[PROMPT]: Within the listing below, determine how many lines hold the word "tokio". Give the number with no commentary.

[SUPPLIED ENTRIES]:
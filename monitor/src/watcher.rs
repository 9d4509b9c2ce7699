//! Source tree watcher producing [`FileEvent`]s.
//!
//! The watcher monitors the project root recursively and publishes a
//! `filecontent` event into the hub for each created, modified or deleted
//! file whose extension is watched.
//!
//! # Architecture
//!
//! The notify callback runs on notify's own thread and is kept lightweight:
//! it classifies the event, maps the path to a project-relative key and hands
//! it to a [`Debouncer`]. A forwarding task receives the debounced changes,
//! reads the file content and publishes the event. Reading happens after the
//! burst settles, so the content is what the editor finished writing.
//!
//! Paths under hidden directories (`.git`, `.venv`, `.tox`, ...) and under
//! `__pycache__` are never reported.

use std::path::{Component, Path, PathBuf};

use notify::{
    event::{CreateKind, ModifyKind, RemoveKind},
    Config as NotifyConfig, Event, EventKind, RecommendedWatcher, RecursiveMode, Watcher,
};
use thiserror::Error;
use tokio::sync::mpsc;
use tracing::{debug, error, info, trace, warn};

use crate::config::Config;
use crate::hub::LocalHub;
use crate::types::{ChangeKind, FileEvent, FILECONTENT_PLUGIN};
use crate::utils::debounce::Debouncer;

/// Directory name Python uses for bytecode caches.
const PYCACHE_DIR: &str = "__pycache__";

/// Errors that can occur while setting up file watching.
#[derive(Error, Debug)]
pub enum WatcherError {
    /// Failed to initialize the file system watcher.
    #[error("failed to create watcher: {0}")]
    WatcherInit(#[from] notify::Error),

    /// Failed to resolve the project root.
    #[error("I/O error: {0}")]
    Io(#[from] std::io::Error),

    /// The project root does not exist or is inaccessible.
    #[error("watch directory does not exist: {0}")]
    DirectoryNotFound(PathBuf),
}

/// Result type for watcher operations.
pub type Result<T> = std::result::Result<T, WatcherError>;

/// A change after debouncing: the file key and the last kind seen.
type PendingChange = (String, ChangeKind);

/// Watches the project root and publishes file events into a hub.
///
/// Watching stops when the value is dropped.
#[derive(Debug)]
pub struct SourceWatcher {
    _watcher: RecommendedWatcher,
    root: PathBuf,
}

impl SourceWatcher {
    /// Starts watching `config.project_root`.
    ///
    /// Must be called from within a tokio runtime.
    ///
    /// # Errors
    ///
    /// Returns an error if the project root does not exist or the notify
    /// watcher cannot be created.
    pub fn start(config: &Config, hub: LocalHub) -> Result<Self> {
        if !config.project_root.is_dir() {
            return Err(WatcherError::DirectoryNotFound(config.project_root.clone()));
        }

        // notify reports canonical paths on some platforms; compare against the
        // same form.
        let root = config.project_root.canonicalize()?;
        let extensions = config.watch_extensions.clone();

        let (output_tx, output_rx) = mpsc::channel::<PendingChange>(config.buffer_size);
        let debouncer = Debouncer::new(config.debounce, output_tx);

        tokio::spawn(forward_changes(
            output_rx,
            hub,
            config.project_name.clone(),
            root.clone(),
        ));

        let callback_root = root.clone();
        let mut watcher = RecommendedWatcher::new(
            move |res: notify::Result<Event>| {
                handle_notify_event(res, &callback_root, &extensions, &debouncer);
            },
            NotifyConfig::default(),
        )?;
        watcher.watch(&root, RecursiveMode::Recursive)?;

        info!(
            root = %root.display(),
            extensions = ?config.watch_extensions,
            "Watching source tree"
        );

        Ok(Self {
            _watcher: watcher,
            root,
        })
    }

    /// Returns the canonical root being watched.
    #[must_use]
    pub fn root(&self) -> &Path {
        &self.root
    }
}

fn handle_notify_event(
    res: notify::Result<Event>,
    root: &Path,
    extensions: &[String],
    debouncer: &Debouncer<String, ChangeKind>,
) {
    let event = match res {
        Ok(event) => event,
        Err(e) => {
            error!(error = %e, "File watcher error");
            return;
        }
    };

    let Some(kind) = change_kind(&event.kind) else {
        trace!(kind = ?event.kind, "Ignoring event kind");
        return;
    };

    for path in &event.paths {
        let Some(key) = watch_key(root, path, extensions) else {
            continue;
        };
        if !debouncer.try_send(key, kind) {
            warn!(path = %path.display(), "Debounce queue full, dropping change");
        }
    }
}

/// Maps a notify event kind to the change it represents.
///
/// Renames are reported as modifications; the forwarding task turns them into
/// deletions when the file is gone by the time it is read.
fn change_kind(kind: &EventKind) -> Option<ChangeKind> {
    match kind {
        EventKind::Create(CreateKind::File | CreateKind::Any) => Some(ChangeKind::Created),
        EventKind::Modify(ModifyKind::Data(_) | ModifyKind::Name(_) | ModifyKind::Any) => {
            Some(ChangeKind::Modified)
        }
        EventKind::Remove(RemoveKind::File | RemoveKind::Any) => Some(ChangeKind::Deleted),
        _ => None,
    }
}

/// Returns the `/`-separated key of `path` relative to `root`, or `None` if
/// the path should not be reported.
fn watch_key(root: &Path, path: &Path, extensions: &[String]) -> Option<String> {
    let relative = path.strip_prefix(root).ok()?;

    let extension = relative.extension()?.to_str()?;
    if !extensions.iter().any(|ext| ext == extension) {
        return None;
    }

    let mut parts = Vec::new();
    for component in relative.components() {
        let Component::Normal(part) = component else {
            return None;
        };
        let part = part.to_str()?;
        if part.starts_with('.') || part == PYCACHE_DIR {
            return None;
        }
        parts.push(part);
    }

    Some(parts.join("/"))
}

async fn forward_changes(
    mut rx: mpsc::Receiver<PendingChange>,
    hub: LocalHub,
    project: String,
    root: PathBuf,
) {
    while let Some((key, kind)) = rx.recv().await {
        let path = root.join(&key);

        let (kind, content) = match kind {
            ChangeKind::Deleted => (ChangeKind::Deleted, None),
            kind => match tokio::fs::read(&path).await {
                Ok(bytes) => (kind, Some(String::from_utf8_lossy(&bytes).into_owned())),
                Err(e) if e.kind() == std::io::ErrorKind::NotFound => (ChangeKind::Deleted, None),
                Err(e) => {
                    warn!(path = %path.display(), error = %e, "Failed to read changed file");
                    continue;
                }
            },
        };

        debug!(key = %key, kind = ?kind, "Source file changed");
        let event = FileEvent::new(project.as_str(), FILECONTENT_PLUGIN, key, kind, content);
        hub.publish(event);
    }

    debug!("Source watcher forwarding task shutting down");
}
...
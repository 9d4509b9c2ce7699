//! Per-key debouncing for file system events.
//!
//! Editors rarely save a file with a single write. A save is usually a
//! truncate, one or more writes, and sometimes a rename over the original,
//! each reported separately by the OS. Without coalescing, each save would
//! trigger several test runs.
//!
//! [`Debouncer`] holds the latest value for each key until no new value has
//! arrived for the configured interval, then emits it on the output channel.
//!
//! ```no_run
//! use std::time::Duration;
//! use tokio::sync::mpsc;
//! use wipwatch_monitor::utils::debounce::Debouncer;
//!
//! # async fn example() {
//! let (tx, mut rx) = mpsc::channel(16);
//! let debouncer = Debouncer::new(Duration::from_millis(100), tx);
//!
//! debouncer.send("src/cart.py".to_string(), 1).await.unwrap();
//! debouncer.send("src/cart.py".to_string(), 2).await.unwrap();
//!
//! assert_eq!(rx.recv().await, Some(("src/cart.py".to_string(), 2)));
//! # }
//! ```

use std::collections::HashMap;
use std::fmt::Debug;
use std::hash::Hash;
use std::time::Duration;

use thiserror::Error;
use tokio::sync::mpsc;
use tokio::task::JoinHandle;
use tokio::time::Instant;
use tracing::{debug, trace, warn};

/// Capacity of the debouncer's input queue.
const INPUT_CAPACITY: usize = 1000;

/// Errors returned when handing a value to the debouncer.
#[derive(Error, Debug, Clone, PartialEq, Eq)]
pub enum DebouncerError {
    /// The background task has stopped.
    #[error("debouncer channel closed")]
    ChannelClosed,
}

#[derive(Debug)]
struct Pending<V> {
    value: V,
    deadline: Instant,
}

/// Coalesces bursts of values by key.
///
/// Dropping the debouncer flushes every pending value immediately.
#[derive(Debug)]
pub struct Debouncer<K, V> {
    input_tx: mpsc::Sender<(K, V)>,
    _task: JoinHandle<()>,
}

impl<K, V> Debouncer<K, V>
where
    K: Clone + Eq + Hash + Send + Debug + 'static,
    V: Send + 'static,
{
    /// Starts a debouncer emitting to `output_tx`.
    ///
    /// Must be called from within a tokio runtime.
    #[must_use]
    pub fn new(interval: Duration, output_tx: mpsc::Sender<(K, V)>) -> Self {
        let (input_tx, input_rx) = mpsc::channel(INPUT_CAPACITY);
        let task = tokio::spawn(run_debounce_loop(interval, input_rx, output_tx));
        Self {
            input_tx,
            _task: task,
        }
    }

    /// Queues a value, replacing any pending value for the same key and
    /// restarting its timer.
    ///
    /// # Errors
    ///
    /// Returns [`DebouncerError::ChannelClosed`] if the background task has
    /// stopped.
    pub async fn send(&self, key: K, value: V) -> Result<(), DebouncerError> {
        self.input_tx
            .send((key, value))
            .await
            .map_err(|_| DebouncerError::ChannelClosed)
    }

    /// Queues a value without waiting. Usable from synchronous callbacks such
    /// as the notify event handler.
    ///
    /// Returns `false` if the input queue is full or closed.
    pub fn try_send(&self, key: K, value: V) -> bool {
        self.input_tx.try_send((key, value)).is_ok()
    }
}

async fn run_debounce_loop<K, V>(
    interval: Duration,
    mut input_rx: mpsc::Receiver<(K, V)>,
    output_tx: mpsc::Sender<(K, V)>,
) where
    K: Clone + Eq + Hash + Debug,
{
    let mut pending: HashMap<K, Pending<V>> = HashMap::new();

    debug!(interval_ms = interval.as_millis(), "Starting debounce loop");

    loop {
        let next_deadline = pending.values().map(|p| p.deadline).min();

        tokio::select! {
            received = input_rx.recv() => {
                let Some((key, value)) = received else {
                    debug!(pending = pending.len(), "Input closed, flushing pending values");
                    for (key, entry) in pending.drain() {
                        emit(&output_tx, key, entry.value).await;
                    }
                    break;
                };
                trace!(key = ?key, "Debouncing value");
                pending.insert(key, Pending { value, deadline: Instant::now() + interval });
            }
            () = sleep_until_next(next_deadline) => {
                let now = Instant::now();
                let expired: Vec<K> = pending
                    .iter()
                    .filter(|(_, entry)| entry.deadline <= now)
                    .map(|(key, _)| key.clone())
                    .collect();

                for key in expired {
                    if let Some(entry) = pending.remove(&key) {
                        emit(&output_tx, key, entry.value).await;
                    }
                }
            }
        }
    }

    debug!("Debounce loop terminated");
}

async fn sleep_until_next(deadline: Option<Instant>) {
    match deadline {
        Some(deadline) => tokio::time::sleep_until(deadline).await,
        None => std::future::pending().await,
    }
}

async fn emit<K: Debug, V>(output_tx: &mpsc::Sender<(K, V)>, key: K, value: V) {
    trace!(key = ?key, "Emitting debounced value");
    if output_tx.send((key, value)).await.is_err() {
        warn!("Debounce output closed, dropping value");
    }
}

[SOLVED EXERCISE]: 12